To enable and configure this feature, the first thing is to create a profile for the CPU cores we want to isolate. In this example, among 64 cores, we dedicate 60 cores (1-30,33-62) for the application and remaining 4 cores are used for housekeeping. Note that the design of isolated CPUs heavily depends on the real-time applications.

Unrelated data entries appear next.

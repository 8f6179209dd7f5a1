use arrow::array::{ArrayRef, BooleanArray, Float64Array, UInt32Array};
use arrow::record_batch::RecordBatch;
use flate2::write::GzEncoder;
use flate2::Compression;
use geo::{Area, BoundingRect, Centroid, Polygon};
use log::info;
use ndarray_npy::write_npy;
use parquet::arrow::ArrowWriter;
use parquet::basic::{Compression::ZSTD, ZstdLevel};
use parquet::file::properties::WriterProperties;
use serde::Serialize;
use std::fs::File;
use std::io::Write;
use std::sync::Arc;

use super::errors::{Result, SegmentationError};
use super::resolve::ResolvedCells;
use super::schemas::{cell_metadata_schema, OutputFormat};
use super::shapes::raster::paint_label_mask;

fn create(filename: &str) -> Result<File> {
    File::create(filename).map_err(|err| SegmentationError::io(filename, err))
}

pub fn determine_format(filename: &str, fmt: OutputFormat) -> Result<OutputFormat> {
    if fmt != OutputFormat::Infer {
        return Ok(fmt);
    }

    if filename.ends_with(".csv.gz") {
        Ok(OutputFormat::CsvGz)
    } else if filename.ends_with(".csv") {
        Ok(OutputFormat::Csv)
    } else if filename.ends_with(".parquet") {
        Ok(OutputFormat::Parquet)
    } else {
        Err(SegmentationError::Input(format!(
            "unknown file format for: {}",
            filename
        )))
    }
}

pub fn write_table(filename: &str, fmt: OutputFormat, batch: &RecordBatch) -> Result<()> {
    let fmt = determine_format(filename, fmt)?;
    let file = create(filename)?;

    match fmt {
        OutputFormat::Csv => {
            let mut writer = arrow::csv::Writer::new(file);
            writer.write(batch)?;
        }
        OutputFormat::CsvGz => {
            let mut writer = arrow::csv::Writer::new(GzEncoder::new(file, Compression::default()));
            writer.write(batch)?;
            writer
                .into_inner()
                .finish()
                .map_err(|err| SegmentationError::io(filename, err))?;
        }
        OutputFormat::Parquet => {
            let props = WriterProperties::builder()
                .set_compression(ZSTD(ZstdLevel::try_new(3)?))
                .build();
            let mut writer = ArrowWriter::try_new(file, batch.schema(), Some(props))?;
            writer.write(batch)?;
            writer.close()?;
        }
        OutputFormat::Infer => unreachable!(),
    }

    Ok(())
}

/// One row per cell: 1-based id, centroid, area, source patch (null when
/// merged across patches), and whether the cell is a merge.
pub fn write_cell_metadata(filename: &str, fmt: OutputFormat, cells: &ResolvedCells) -> Result<()> {
    let ncells = cells.len();
    let centroids: Vec<(f64, f64)> = cells
        .polygons
        .iter()
        .map(|cell| cell.centroid().map_or((f64::NAN, f64::NAN), |c| (c.x(), c.y())))
        .collect();

    let columns: Vec<ArrayRef> = vec![
        Arc::new((1..=ncells as u32).collect::<UInt32Array>()),
        Arc::new(centroids.iter().map(|(x, _)| *x).collect::<Float64Array>()),
        Arc::new(centroids.iter().map(|(_, y)| *y).collect::<Float64Array>()),
        Arc::new(
            cells
                .polygons
                .iter()
                .map(|cell| cell.unsigned_area())
                .collect::<Float64Array>(),
        ),
        Arc::new(
            cells
                .patches
                .iter()
                .map(|patch| patch.map(|p| p as u32))
                .collect::<UInt32Array>(),
        ),
        Arc::new(BooleanArray::from(
            (0..ncells).map(|i| cells.is_merged(i)).collect::<Vec<bool>>(),
        )),
    ];

    let batch = RecordBatch::try_new(Arc::new(cell_metadata_schema()), columns)?;
    write_table(filename, fmt, &batch)?;
    info!("Wrote metadata for {} cells to {}", ncells, filename);
    Ok(())
}

/// GeoJSON feature collection of cell polygons, gzipped if `filename` ends
/// in `.gz`.
pub fn write_cell_polygons(filename: &str, cells: &ResolvedCells) -> Result<()> {
    #[derive(Serialize)]
    struct CellFeature {
        #[serde(serialize_with = "geojson::ser::serialize_geometry")]
        geometry: Polygon<f64>,
        cell_id: usize,
        patch: Option<usize>,
    }

    let features: Vec<CellFeature> = cells
        .polygons
        .iter()
        .zip(&cells.patches)
        .enumerate()
        .map(|(i, (polygon, patch))| CellFeature {
            geometry: polygon.clone(),
            cell_id: i + 1,
            patch: *patch,
        })
        .collect();
    let text = geojson::ser::to_feature_collection_string(&features)?;

    let file = create(filename)?;
    let written = if filename.ends_with(".gz") {
        let mut encoder = GzEncoder::new(file, Compression::default());
        encoder
            .write_all(text.as_bytes())
            .and_then(|_| encoder.finish().map(|_| ()))
    } else {
        let mut file = file;
        file.write_all(text.as_bytes())
    };
    written.map_err(|err| SegmentationError::io(filename, err))?;

    info!("Wrote {} cell polygons to {}", features.len(), filename);
    Ok(())
}

/// Paint every cell into a `.npy` label mask covering all cells, cell `k`
/// (0-based) taking label `k + 1`.
pub fn write_label_mask(filename: &str, cells: &[Polygon<f64>]) -> Result<()> {
    let (mut nrows, mut ncols) = (0, 0);
    for rect in cells.iter().filter_map(|cell| cell.bounding_rect()) {
        nrows = nrows.max(rect.max().y.ceil().max(0.0) as usize + 1);
        ncols = ncols.max(rect.max().x.ceil().max(0.0) as usize + 1);
    }

    let mask = paint_label_mask(cells, (nrows, ncols));
    write_npy(filename, &mask)?;
    info!(
        "Wrote {}x{} label mask with {} cells to {}",
        nrows,
        ncols,
        cells.len(),
        filename
    );
    Ok(())
}
// Geometry helpers shared by everything that produces or consumes cell
// polygons: canonicalization, buffering, and population-level radius stats.

pub mod contours;
pub mod raster;

use geo::{Area, Geometry, MultiPolygon, Polygon};
use geo_clipper::{Clipper, EndType, JoinType};
use log::warn;
use rayon::prelude::*;
use std::f64::consts::PI;
use thiserror::Error;

// geo-clipper works on integer coordinates. Geometry is scaled by this factor
// going in, so this is the resolution (in steps per pixel) of every boolean
// and offset operation.
pub const CLIPPER_FACTOR: f64 = 1024.0;

// Maximum distance (in pixels) between a round join and the true arc.
const ARC_TOLERANCE: f64 = 0.1;

/// Radius of the disk with the same area as `shape`.
pub fn equivalent_radius<G: Area<f64>>(shape: &G) -> f64 {
    (shape.unsigned_area() / PI).sqrt()
}

/// Mean equivalent radius over a collection of shapes, or 0 if it is empty.
pub fn mean_radius<'a, G, I>(shapes: I) -> f64
where
    G: Area<f64> + 'a,
    I: IntoIterator<Item = &'a G>,
{
    let mut total = 0.0;
    let mut count = 0;
    for shape in shapes {
        total += equivalent_radius(shape);
        count += 1;
    }

    if count == 0 {
        0.0
    } else {
        total / count as f64
    }
}

// Grow (distance > 0) or shrink (distance < 0) a shape with round joins.
pub fn buffer(shape: &MultiPolygon<f64>, distance: f64) -> MultiPolygon<f64> {
    shape.offset(
        distance,
        JoinType::Round(ARC_TOLERANCE * CLIPPER_FACTOR),
        EndType::ClosedPolygon,
        CLIPPER_FACTOR,
    )
}

// Self-union with non-zero filling. Removes self-intersections, splits
// figure-eights into separate parts, and drops zero-area slivers.
fn repair(shape: &MultiPolygon<f64>) -> MultiPolygon<f64> {
    shape.union(&MultiPolygon::<f64>::new(Vec::new()), CLIPPER_FACTOR)
}

// Largest part of a multipolygon, reduced to its exterior ring.
fn largest_part(shape: MultiPolygon<f64>) -> Option<Polygon<f64>> {
    shape
        .into_iter()
        .map(|polygon| Polygon::new(polygon.exterior().clone(), Vec::new()))
        .filter(|polygon| polygon.unsigned_area() > 0.0)
        .max_by(|a, b| a.unsigned_area().total_cmp(&b.unsigned_area()))
}

fn geometry_kind(geometry: &Geometry<f64>) -> &'static str {
    match geometry {
        Geometry::Point(_) => "Point",
        Geometry::Line(_) => "Line",
        Geometry::LineString(_) => "LineString",
        Geometry::Polygon(_) => "Polygon",
        Geometry::MultiPoint(_) => "MultiPoint",
        Geometry::MultiLineString(_) => "MultiLineString",
        Geometry::MultiPolygon(_) => "MultiPolygon",
        Geometry::GeometryCollection(_) => "GeometryCollection",
        Geometry::Rect(_) => "Rect",
        Geometry::Triangle(_) => "Triangle",
    }
}

// Why a geometry has no canonical polygon.
#[derive(Debug, Error, PartialEq)]
enum Rejection {
    #[error("Removing cell of type {0} with no area left after repair")]
    NoArea(&'static str),

    #[error("Removing cell of type GeometryCollection as it contains no Polygon geometry")]
    NoPolygonMember,

    #[error("Removing cell of unsupported type {0}")]
    Unsupported(&'static str),
}

fn canonical_polygon(geometry: Geometry<f64>) -> std::result::Result<Polygon<f64>, Rejection> {
    let kind = geometry_kind(&geometry);
    let cell = match geometry {
        Geometry::Polygon(polygon) => largest_part(repair(&MultiPolygon::new(vec![polygon]))),
        Geometry::MultiPolygon(multipolygon) => largest_part(repair(&multipolygon)),
        Geometry::Rect(rect) => largest_part(repair(&MultiPolygon::new(vec![rect.to_polygon()]))),
        Geometry::Triangle(triangle) => {
            largest_part(repair(&MultiPolygon::new(vec![triangle.to_polygon()])))
        }
        Geometry::GeometryCollection(collection) => {
            let mut polygons = Vec::new();
            let mut multipolygon_parts = Vec::new();
            for member in collection {
                match member {
                    Geometry::Polygon(polygon) => polygons.push(polygon),
                    Geometry::MultiPolygon(multipolygon) => multipolygon_parts.extend(multipolygon),
                    _ => {}
                }
            }

            let candidates = if polygons.is_empty() {
                multipolygon_parts
            } else {
                polygons
            };

            if candidates.is_empty() {
                return Err(Rejection::NoPolygonMember);
            }

            candidates
                .into_iter()
                .filter_map(|polygon| largest_part(repair(&MultiPolygon::new(vec![polygon]))))
                .max_by(|a, b| a.unsigned_area().total_cmp(&b.unsigned_area()))
        }
        _ => return Err(Rejection::Unsupported(kind)),
    };

    cell.ok_or(Rejection::NoArea(kind))
}

/// Reduce any geometry to a single simple polygon without holes.
///
/// The geometry is first repaired. A polygon keeps only its outer boundary,
/// a multipolygon keeps its largest part. Geometry collections use their
/// largest polygon member, falling back to the largest part of any
/// multipolygon members. Anything else, or anything left without area after
/// repair, is discarded with a warning.
///
/// `None` means the cell should be dropped.
pub fn canonicalize(geometry: Geometry<f64>) -> Option<Polygon<f64>> {
    match canonical_polygon(geometry) {
        Ok(cell) => Some(cell),
        Err(rejection) => {
            warn!("{}", rejection);
            None
        }
    }
}

/// Grow every cell outward by `ratio` times the mean equivalent radius of
/// the whole collection.
///
/// The distance is pooled over the population rather than computed per cell,
/// so small and large cells gain the same margin. This approximates the
/// cytoplasm around a nucleus boundary.
pub fn expand_radius(cells: &mut [Polygon<f64>], ratio: Option<f64>) {
    let ratio = match ratio {
        Some(ratio) if ratio != 0.0 => ratio,
        _ => return,
    };

    if cells.is_empty() {
        return;
    }

    let distance = ratio * mean_radius(cells.iter());

    cells.par_iter_mut().for_each(|cell| {
        let expanded = buffer(&MultiPolygon::new(vec![cell.clone()]), distance);
        if let Some(expanded) = largest_part(expanded) {
            *cell = expanded;
        }
    });
}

$ echo "export tuned_params" >> /etc/grub.d/00_tuned
$ echo "isolated_cores=1-30,33-62" >> /etc/tuned/cpu-partitioning-variables.conf
$ tuned-adm profile cpu-partitioning
Tuned (re)started, changes applied.36.2 Isolating CPUs via kernel arguments #
Then we need to modify the GRUB option to isolate CPU cores and other important parameters for CPU usage. The following options are important to be customized with your current hardware specifications:
| parameter | value | description |
|---|---|---|
isolcpus | domain,nohz,managed_irq,1-30,33-62 | Isolate the cores 1-30 and 33-62. |
skew_tick | 1 | This option allows the kernel to skew the timer interrupts across the isolated CPUs. |
nohz | on | When enabled, kernel’s periodic timer interrupt (the 'tick') will stop on any CPU core that is idle. This primary benefits the housekeeping CPUs ( |
nohz_full | 1-30,33-62 | For the isolated cores, this stops the tick and it does so even when the CPU is running a single active task. It means it makes the CPU run in full tickless mode (or 'dyntick'). The kernel will only deliver timer interrupts when they are actually needed. |
rcu_nocbs | 1-30,33-62 | This option offloads the RCU callback processing from specified CPU cores. |
rcu_nocb_poll | When this option is set, no-RCU-callback CPUs will regularly 'poll' to see if callback handling is required, rather than being explicitly woken up by other CPUs. This can reduce the interrupt overhead. | |
irqaffinity | 0,31,32,63 | This option allows the kernel to run the interrupts to the housekeeping cores. |
idle | poll | This minimizes the latency of exiting the idle state, but at the cost of keeping the CPU running at full speed in the idle thread. |
nmi_watchdog | 0 | This option disables only the NMI watchdog. This can be omitted when |
nowatchdog | This option disables the soft-lockup watchdog which is implemented as a timer running in the timer hard-interrupt context. |
The following commands modify the GRUB configuration and apply the changes mentioned above to be present on the next boot:
Edit the /etc/default/grub file with above parameters and the file will look like this:
GRUB_CMDLINE_LINUX="BOOT_IMAGE=/boot/vmlinuz-6.4.0-9-rt root=UUID=77b713de-5cc7-4d4c-8fc6-f5eca0a43cf9 skew_tick=1 rd.timeout=60 rd.retry=45 console=ttyS1,115200 console=tty0 default_hugepagesz=1G hugepagesz=1G hugepages=40 hugepagesz=2M hugepages=0 ignition.platform.id=openstack net.ifnames=1 intel_iommu=on iommu=pt irqaffinity=0,31,32,63 isolcpus=domain,nohz,managed_irq,1-30,33-62 nohz_full=1-30,33-62 nohz=on mce=off nosoftlockup nowatchdog nmi_watchdog=0 quiet rcu_nocb_poll rcu_nocbs=1-30,33-62 rcupdate.rcu_cpu_stall_suppress=1 rcupdate.rcu_expedited=1 rcupdate.rcu_normal_after_boot=1 rcupdate.rcu_task_stall_timeout=0 rcutree.kthread_prio=99 security=selinux selinux=1 idle=poll"Update the GRUB configuration:
$ transactional-update grub.cfg
$ rebootTo validate that the parameters are applied after the reboot, the following command can be used to check the kernel command line:
$ cat /proc/cmdlineThere is another script that can be used to tune the CPU configuration, which basically is doing the following steps:
Set the CPU governor to
performance.Unset the timer migration to the isolated CPUs.
Migrate the kdaemon threads to the housekeeping CPUs.
Set the isolated CPUs latency to the lowest possible value.
Delay the vmstat updates to 300 seconds.
The script is available at SUSE Telco Cloud Examples repository.